You can see how hard Anna is trying to contain her laughter. I have that effect on her. Not so much on Dave. |
And I thought, we did it. We made this big girl. We made this big grown-up-girl. This big grown-up-girl, who now has her own apartment.
We did a good job! |
And I picked up my menu, pushed back my sunglasses and pretended to look for something to eat.
With full bellies, we took Anna home. To her home. Her new home, that on the inside, looks amazingly similar to our home. There sits the couch where, until very recently, we all sat eating popcorn and watching movies. On top of Anna's old nightstand rests the lamp I bought at Target when we were just building our house. The lamp I never really liked. And at the far end of the room, next to her bed, sits the desk Anna and Dave painted black a few summers ago, because the natural pine color looked too babyish for her liking.
And now here it all sits, looking perfect in its new home. I hope this furniture does more for Anna, though, than just look good. I hope these familiar faces bring her comfort when she returns home at the end of the day. I hope that soft green blanket, tucked into the corner of that old brown couch, will keep her warm on a chilly spring night. I hope that when she reaches to turn off her lamp at night, she'll look at that black desk and think I wonder what my dad's doing right now? I hope that when she looks at the little wooden Valentine I gave her a few weeks ago she realizes the truth behind its words: LOVE YOU MORE.
And then, all too soon, our job was done. Anna was ready to rearrange everything I carefully put away for her.
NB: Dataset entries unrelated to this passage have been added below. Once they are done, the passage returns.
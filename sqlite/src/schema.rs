//! DDL generation and schema introspection.
//!
//! Every table and column name is written as a double-quoted identifier.
//! Names are checked by [`quote_ident`] first; entity declarations already
//! reject names that cannot be quoted.

use rusqlite::Connection;
use serde::Serialize;
use tablemap_core::{ColumnType, is_valid_identifier};
use tracing::debug;

use crate::error::{OrmError, Result};

/// Suffix of the temporary table a rebuild copies rows out of.
pub const TEMP_TABLE_SUFFIX: &str = "__TABLEMAP_TEMP";

/// Quotes an identifier.
///
/// # Errors
///
/// Returns [`OrmError::InvalidIdentifier`] for empty names and names
/// containing double quotes or control characters.
pub fn quote_ident(name: &str) -> Result<String> {
    if !is_valid_identifier(name) {
        return Err(OrmError::InvalidIdentifier(name.to_string()));
    }
    Ok(format!("\"{name}\""))
}

/// Name of the temporary table used while rebuilding `table`.
pub fn temp_table_name(table: &str) -> String {
    format!("__{table}{TEMP_TABLE_SUFFIX}")
}

/// A column as reported by `PRAGMA table_info`.
#[derive(Debug, Clone, PartialEq, Eq, Serialize)]
pub struct LiveColumn {
    pub name: String,
    /// The declared type keyword, verbatim.
    pub keyword: String,
}

impl LiveColumn {
    pub fn column_type(&self) -> ColumnType {
        ColumnType::parse_lossy(&self.keyword)
    }
}

/// Generates a `CREATE TABLE` statement. The row identity column is implicit.
pub fn create_table_sql<'a>(
    table: &str,
    columns: impl IntoIterator<Item = (&'a str, &'a str)>,
) -> Result<String> {
    let columns = columns
        .into_iter()
        .map(|(name, keyword)| Ok(format!("{} {keyword}", quote_ident(name)?)))
        .collect::<Result<Vec<_>>>()?;
    Ok(format!(
        "CREATE TABLE {} ({})",
        quote_ident(table)?,
        columns.join(",")
    ))
}

pub fn add_column_sql(table: &str, column: &str, column_type: ColumnType) -> Result<String> {
    Ok(format!(
        "ALTER TABLE {} ADD COLUMN {} {}",
        quote_ident(table)?,
        quote_ident(column)?,
        column_type.keyword()
    ))
}

pub fn drop_table_sql(table: &str) -> Result<String> {
    Ok(format!("DROP TABLE IF EXISTS {}", quote_ident(table)?))
}

/// Generates the statements that rebuild `table` with only `survivors`.
///
/// Rows keep their row identity.
pub fn rebuild_sql(table: &str, survivors: &[LiveColumn]) -> Result<Vec<String>> {
    let temp = temp_table_name(table);
    let names = survivors
        .iter()
        .map(|c| quote_ident(&c.name))
        .collect::<Result<Vec<_>>>()?;
    let mut copied = vec!["rowid".to_string()];
    copied.extend(names);
    let copied = copied.join(",");

    Ok(vec![
        drop_table_sql(&temp)?,
        format!(
            "ALTER TABLE {} RENAME TO {}",
            quote_ident(table)?,
            quote_ident(&temp)?
        ),
        create_table_sql(
            table,
            survivors
                .iter()
                .map(|c| (c.name.as_str(), c.keyword.as_str())),
        )?,
        format!(
            "INSERT INTO {} ({copied}) SELECT {copied} FROM {}",
            quote_ident(table)?,
            quote_ident(&temp)?
        ),
        drop_table_sql(&temp)?,
    ])
}

/// Reads the live columns of `table` in ordinal order.
///
/// A missing table has no columns.
pub fn table_info(conn: &Connection, table: &str) -> Result<Vec<LiveColumn>> {
    let sql = format!("PRAGMA table_info({})", quote_ident(table)?);
    debug!(sql = %sql, "introspecting table");
    let mut stmt = conn.prepare(&sql)?;
    let columns = stmt
        .query_map([], |row| {
            Ok(LiveColumn {
                name: row.get(1)?,
                keyword: row.get::<_, Option<String>>(2)?.unwrap_or_default(),
            })
        })?
        .collect::<std::result::Result<Vec<_>, _>>()?;
    Ok(columns)
}

/// Returns `true` if `table` exists.
pub fn table_exists(conn: &Connection, table: &str) -> Result<bool> {
    Ok(!table_info(conn, table)?.is_empty())
}

/// Lists user tables, leaving out SQLite internals and stale rebuild copies.
pub fn list_tables(conn: &Connection) -> Result<Vec<String>> {
    let mut stmt = conn.prepare(
        "SELECT name FROM sqlite_master WHERE type = 'table' \
         AND name NOT LIKE 'sqlite\\_%' ESCAPE '\\' ORDER BY name",
    )?;
    let tables = stmt
        .query_map([], |row| row.get::<_, String>(0))?
        .collect::<std::result::Result<Vec<_>, _>>()?;
    Ok(tables
        .into_iter()
        .filter(|t| !t.ends_with(TEMP_TABLE_SUFFIX))
        .collect())
}

/// Runs one DDL statement, logging it.
pub(crate) fn execute_ddl(conn: &Connection, sql: &str) -> Result<()> {
    debug!(sql = %sql, "executing DDL");
    conn.execute_batch(sql)?;
    Ok(())
}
To make her place her own. To settle in. So we hugged her tight, kissed her goodbye, sternly told her to respect her neighbors (in other words keep the noise down on Friday nights), got in the truck and started our drive home.
For most of the drive, I thought of all the things I should have told her:
make sure your door and windows are all locked when you go to bed,
blow out the candles, (even if it still smells like teriyaki)
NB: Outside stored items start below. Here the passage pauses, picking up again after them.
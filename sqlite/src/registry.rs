//! The table mapping registry.
//!
//! One [`TableMapping`] per registered entity type, keyed by type name
//! without regard to case. Each mapping sits behind its own mutex; every
//! reconciliation, column change or drop of a mapping happens while its
//! mutex is held. The map itself is only locked long enough to look up,
//! insert or remove an entry.

use std::collections::HashMap;
use std::sync::{Arc, Mutex, MutexGuard, PoisonError, RwLock};

use crate::mapping::TableMapping;

/// A shared, lockable table mapping.
pub type SharedMapping = Arc<Mutex<TableMapping>>;

/// Locks a shared mapping, recovering it if a previous holder panicked.
pub fn lock(mapping: &SharedMapping) -> MutexGuard<'_, TableMapping> {
    mapping.lock().unwrap_or_else(PoisonError::into_inner)
}

#[derive(Debug, Clone)]
struct Entry {
    type_name: String,
    table_name: String,
    mapping: SharedMapping,
}

/// Registry of table mappings.
#[derive(Debug, Default)]
pub struct TableMappings {
    entries: RwLock<HashMap<String, Entry>>,
}

fn key(type_name: &str) -> String {
    type_name.to_lowercase()
}

impl TableMappings {
    pub fn new() -> Self {
        Self::default()
    }

    /// Registers a mapping, replacing any mapping of the same type.
    pub fn insert(&self, mapping: TableMapping) -> SharedMapping {
        let entry = Entry {
            type_name: mapping.type_name().to_string(),
            table_name: mapping.table_name().to_string(),
            mapping: Arc::new(Mutex::new(mapping)),
        };
        let shared = Arc::clone(&entry.mapping);
        self.entries
            .write()
            .unwrap_or_else(PoisonError::into_inner)
            .insert(key(&entry.type_name), entry);
        shared
    }

    /// Returns the mapping registered for `type_name`, first registering the
    /// one `build` returns if there is none.
    ///
    /// The lookup and the insert happen under one write lock, so concurrent
    /// callers for the same type always share one mapping.
    pub fn get_or_insert_with(
        &self,
        type_name: &str,
        build: impl FnOnce() -> TableMapping,
    ) -> SharedMapping {
        let mut entries = self.entries.write().unwrap_or_else(PoisonError::into_inner);
        let entry = entries.entry(key(type_name)).or_insert_with(|| {
            let mapping = build();
            Entry {
                type_name: mapping.type_name().to_string(),
                table_name: mapping.table_name().to_string(),
                mapping: Arc::new(Mutex::new(mapping)),
            }
        });
        Arc::clone(&entry.mapping)
    }

    /// Returns `true` if `shared` is the mapping registered for `type_name`.
    pub fn holds(&self, type_name: &str, shared: &SharedMapping) -> bool {
        self.entries
            .read()
            .unwrap_or_else(PoisonError::into_inner)
            .get(&key(type_name))
            .is_some_and(|e| Arc::ptr_eq(&e.mapping, shared))
    }

    /// Removes the entry for `type_name` if it is `shared`.
    pub fn remove_if_same(&self, type_name: &str, shared: &SharedMapping) -> bool {
        let mut entries = self.entries.write().unwrap_or_else(PoisonError::into_inner);
        let same = entries
            .get(&key(type_name))
            .is_some_and(|e| Arc::ptr_eq(&e.mapping, shared));
        if same {
            entries.remove(&key(type_name));
        }
        same
    }

    pub fn get(&self, type_name: &str) -> Option<SharedMapping> {
        self.entries
            .read()
            .unwrap_or_else(PoisonError::into_inner)
            .get(&key(type_name))
            .map(|e| Arc::clone(&e.mapping))
    }

    pub fn contains(&self, type_name: &str) -> bool {
        self.entries
            .read()
            .unwrap_or_else(PoisonError::into_inner)
            .contains_key(&key(type_name))
    }

    pub fn remove(&self, type_name: &str) -> Option<SharedMapping> {
        self.entries
            .write()
            .unwrap_or_else(PoisonError::into_inner)
            .remove(&key(type_name))
            .map(|e| e.mapping)
    }

    /// Every registered mapping, ordered by type name.
    pub fn all(&self) -> Vec<SharedMapping> {
        let entries = self.entries.read().unwrap_or_else(PoisonError::into_inner);
        let mut all: Vec<_> = entries.values().collect();
        all.sort_by(|a, b| a.type_name.cmp(&b.type_name));
        all.into_iter().map(|e| Arc::clone(&e.mapping)).collect()
    }

    /// Finds the mapping bound to a physical table, ignoring case.
    pub fn find_by_table(&self, table_name: &str) -> Option<SharedMapping> {
        self.entries
            .read()
            .unwrap_or_else(PoisonError::into_inner)
            .values()
            .find(|e| e.table_name.eq_ignore_ascii_case(table_name))
            .map(|e| Arc::clone(&e.mapping))
    }

    /// Type name of the mapping bound to a physical table.
    ///
    /// Does not lock any mapping.
    pub fn type_for_table(&self, table_name: &str) -> Option<String> {
        self.entries
            .read()
            .unwrap_or_else(PoisonError::into_inner)
            .values()
            .find(|e| e.table_name.eq_ignore_ascii_case(table_name))
            .map(|e| e.type_name.clone())
    }

    pub fn len(&self) -> usize {
        self.entries
            .read()
            .unwrap_or_else(PoisonError::into_inner)
            .len()
    }

    pub fn is_empty(&self) -> bool {
        self.len() == 0
    }
}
make sure you turn off the oven, the stove burners,
and don't turn on the heater unless it's freezing. (I'm trying to teach her the value of a little suffering)
Dave must have known exactly what I was thinking, for after a long, quiet spell, he grabbed my hand and said, "she'll be fine."
I just nodded and looked out the window.
Then, to my surprise, when we got near the U-District, he exited the freeway. When I looked at him, he said, "we need to go to Dick's."
"But I'm still full from lunch!"
"Me too," he said, "but we still need to go."
So we sat in the parking lot, eating our Dick's deluxes, Jack begging from the back seat. By the time we were done, we both felt better (though very full) and were ready to go home.
After I tucked Nora Jane into bed that night, I paused in Anna's doorway. Her bedroom, so empty, it looks like she never lived there. Her bed, and a wall shelf filled with trinkets not worth making the trip, the only remaining items. But she hasn't really lived here the last two years. She's just been a visitor; coming home on school vacations or when her fridge is empty. This is the way it's supposed to go though. Each trip home bringing her closer to that final goodbye.
I turned off the light, closed her door, and went back into Nora Jane's room. I climbed the ladder to her bed, crawled up next to her, and THANKED GOD for making me smart enough to have my children ten years apart.